【深度学习】序列生成模型（五）：评价方法计算实例：计算BLEU-N得分【理论到程序】

发布时间：2023年12月20日

文章目录

一、BLEU-N得分（Bilingual Evaluation Understudy）

??给定一个生成序列“The cat sat on the mat”和两个参考序列“The cat is on the mat”“The bird sat on the bush”分别计算BLEU-N和ROUGE-N得分(N=1或N =2时).

生成序列 $\mathbf{x}=\text{the cat sat on the mat}$
参考序列
- $\mathbf{s}^{(1)}=\text{the cat is on the mat}$
- $\mathbf{s}^{(2)}=\text{the bird sat on the bush}$

一、BLEU-N得分（Bilingual Evaluation Understudy）

在这里插入图片描述

1. 定义

??设 𝒙 为模型生成的候选序列， $\mathbf{s^{(1)}}, ? , \mathbf{s^{(K)}}$ 为一组参考序列，𝒲 为从生成的候选序列中提取所有N元组合的集合。
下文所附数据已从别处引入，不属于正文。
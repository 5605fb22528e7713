//! Bidirectional mapping between hierarchical paths and stable addresses.
//!
//! The server reveals a resource's stable address (`_self`) the first time the client sees the
//! resource in a response. The [`LinkRegistry`] records that mapping so either addressing
//! scheme can be resolved to the other without a round trip, and persists it so the mapping
//! survives a restart.

use bson::{de::deserialize_from_bson, ser::serialize_to_bson};
use mea::rwlock::RwLock;
use serde::{Deserialize, Serialize};
use std::collections::HashMap;
use tracing::debug;

use crate::{
    address::{ResourceAddress, ResourceKind},
    error::AccessResult,
    persist::{Namespace, SharedStore},
};

/// One recorded `{hierarchical path, stable address}` pair.
#[derive(Debug, Clone, PartialEq, Eq, Serialize, Deserialize)]
pub struct LinkRecord {
    pub hierarchical_path: String,
    pub stable_address: String,
    pub kind: ResourceKind,
}

#[derive(Debug, Default)]
struct LinkIndex {
    by_path: HashMap<String, LinkRecord>,
    by_stable: HashMap<String, String>,
}

impl LinkIndex {
    fn insert(&mut self, record: LinkRecord) {
        self.by_stable
            .insert(record.stable_address.clone(), record.hierarchical_path.clone());
        self.by_path.insert(record.hierarchical_path.clone(), record);
    }
}

/// Persistent registry of link records, keyed by hierarchical path.
///
/// Mutations are serialized by the registry's write lock; lookups share a read lock and never
/// leave the process.
#[derive(Debug)]
pub struct LinkRegistry {
    store: SharedStore,
    namespace: Namespace,
    index: RwLock<LinkIndex>,
}

/// Normalizes a stable address the way the registry keys it.
fn stable_key(link: &str) -> String {
    link.trim_matches('/').to_string()
}

impl LinkRegistry {
    /// Opens the registry for `account_host`, loading every persisted record.
    pub async fn open(store: SharedStore, account_host: &str) -> AccessResult<Self> {
        let namespace = Namespace::new(account_host, "links");
        let mut index = LinkIndex::default();

        for (_, value) in store.scan(namespace.as_str(), "").await? {
            index.insert(deserialize_from_bson::<LinkRecord>(value)?);
        }

        debug!(namespace = namespace.as_str(), records = index.by_path.len(), "link registry loaded");

        Ok(Self {
            store,
            namespace,
            index: RwLock::new(index),
        })
    }

    /// Stable address recorded for a hierarchical path.
    pub async fn resolve_path(&self, path: &str) -> Option<String> {
        self.index
            .read()
            .await
            .by_path
            .get(path.trim_matches('/'))
            .map(|r| r.stable_address.clone())
    }

    /// Hierarchical path recorded for a stable address.
    pub async fn resolve_stable(&self, stable: &str) -> Option<String> {
        self.index
            .read()
            .await
            .by_stable
            .get(&stable_key(stable))
            .cloned()
    }

    /// Returns the record for a hierarchical path.
    pub async fn get(&self, path: &str) -> Option<LinkRecord> {
        self.index
            .read()
            .await
            .by_path
            .get(path.trim_matches('/'))
            .cloned()
    }

    /// Number of recorded mappings.
    pub async fn len(&self) -> usize {
        self.index.read().await.by_path.len()
    }

    pub async fn is_empty(&self) -> bool {
        self.len().await == 0
    }

    /// Records that `path` is reachable at `stable`.
    ///
    /// Recording a known pair again is a no-op. Recording a new stable address for a known path
    /// replaces the previous mapping, and a stable address recorded for a new path is dropped
    /// from the path it was mapped to before.
    pub async fn record(&self, path: &str, stable: &str, kind: ResourceKind) -> AccessResult<()> {
        let record = LinkRecord {
            hierarchical_path: path.trim_matches('/').to_string(),
            stable_address: stable_key(stable),
            kind,
        };

        let mut index = self.index.write().await;

        let previous = match index.by_path.get(&record.hierarchical_path) {
            Some(existing) if *existing == record => return Ok(()),
            Some(existing) => Some(existing.stable_address.clone()),
            None => None,
        };

        self.store
            .put(
                self.namespace.as_str(),
                &record.hierarchical_path,
                serialize_to_bson(&record)?,
            )
            .await?;

        if let Some(previous) = previous {
            index.by_stable.remove(&previous);
        }

        let stale_path = index
            .by_stable
            .get(&record.stable_address)
            .filter(|p| **p != record.hierarchical_path)
            .cloned();
        if let Some(stale_path) = stale_path {
            self.store.delete(self.namespace.as_str(), &stale_path).await?;
            index.by_path.remove(&stale_path);
            debug!(path = %stale_path, stable = %record.stable_address, "link reassigned");
        }

        debug!(path = %record.hierarchical_path, stable = %record.stable_address, "link recorded");
        index.insert(record);

        Ok(())
    }

    /// Forgets `path` and every record nested under it.
    pub async fn forget(&self, path: &str) -> AccessResult<()> {
        let path = path.trim_matches('/');
        let nested = format!("{path}/");
        let mut index = self.index.write().await;

        let doomed: Vec<String> = index
            .by_path
            .keys()
            .filter(|p| p.as_str() == path || p.starts_with(&nested))
            .cloned()
            .collect();

        for key in doomed {
            self.store.delete(self.namespace.as_str(), &key).await?;
            if let Some(record) = index.by_path.remove(&key) {
                index.by_stable.remove(&record.stable_address);
            }
        }

        Ok(())
    }

    /// Rewrites `address` into its hierarchical form when the mapping is known.
    pub async fn to_hierarchical(&self, address: &ResourceAddress) -> ResourceAddress {
        match address {
            ResourceAddress::Stable { link, .. } => match self.resolve_stable(link).await {
                Some(path) => ResourceAddress::parse_path(&path).unwrap_or_else(|_| address.clone()),
                None => address.clone(),
            },
            ResourceAddress::Path { .. } => address.clone(),
        }
    }

    /// The key a resource is filed under locally: its hierarchical path when known, otherwise
    /// its stable address.
    pub async fn canonical_key(&self, address: &ResourceAddress) -> CanonicalKey {
        match address {
            ResourceAddress::Path { .. } => CanonicalKey::Path(address.canonical_path()),
            ResourceAddress::Stable { link, .. } => match self.resolve_stable(link).await {
                Some(path) => CanonicalKey::Path(path),
                None => CanonicalKey::Stable(stable_key(link)),
            },
        }
    }
}

/// A resource's local identity after resolution through the registry.
#[derive(Debug, Clone, PartialEq, Eq, Hash)]
pub enum CanonicalKey {
    Path(String),
    Stable(String),
}

impl CanonicalKey {
    /// Key used in persistence namespaces. The scheme prefix keeps a stable address from ever
    /// colliding with a hierarchical path.
    pub fn storage_key(&self) -> String {
        match self {
            CanonicalKey::Path(path) => format!("path:{path}"),
            CanonicalKey::Stable(link) => format!("self:{link}"),
        }
    }

    pub fn path(&self) -> Option<&str> {
        match self {
            CanonicalKey::Path(path) => Some(path),
            CanonicalKey::Stable(_) => None,
        }
    }
}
BLEU算法的精度（Precision）定义如下：

$P_N(\mathbf{x}) = \frac{\sum_{w \in \mathcal{W}} \min(c_w(\mathbf{x}), \max_{k=1}^{K} c_w(\mathbf{s}^{(k)}))}{\sum_{w \in \mathcal{W}} c_w(\mathbf{x})}$

其中 $c_w(\mathbf{x})$ 是N元组合 $w$ 在生成序列 $\mathbf{x}$ 中出现的次数， $c_w(\mathbf{s}^{(k)})$ 是N元组合 $w$ 在参考序列 $\mathbf{s}^{(k)}$ 中出现的次数。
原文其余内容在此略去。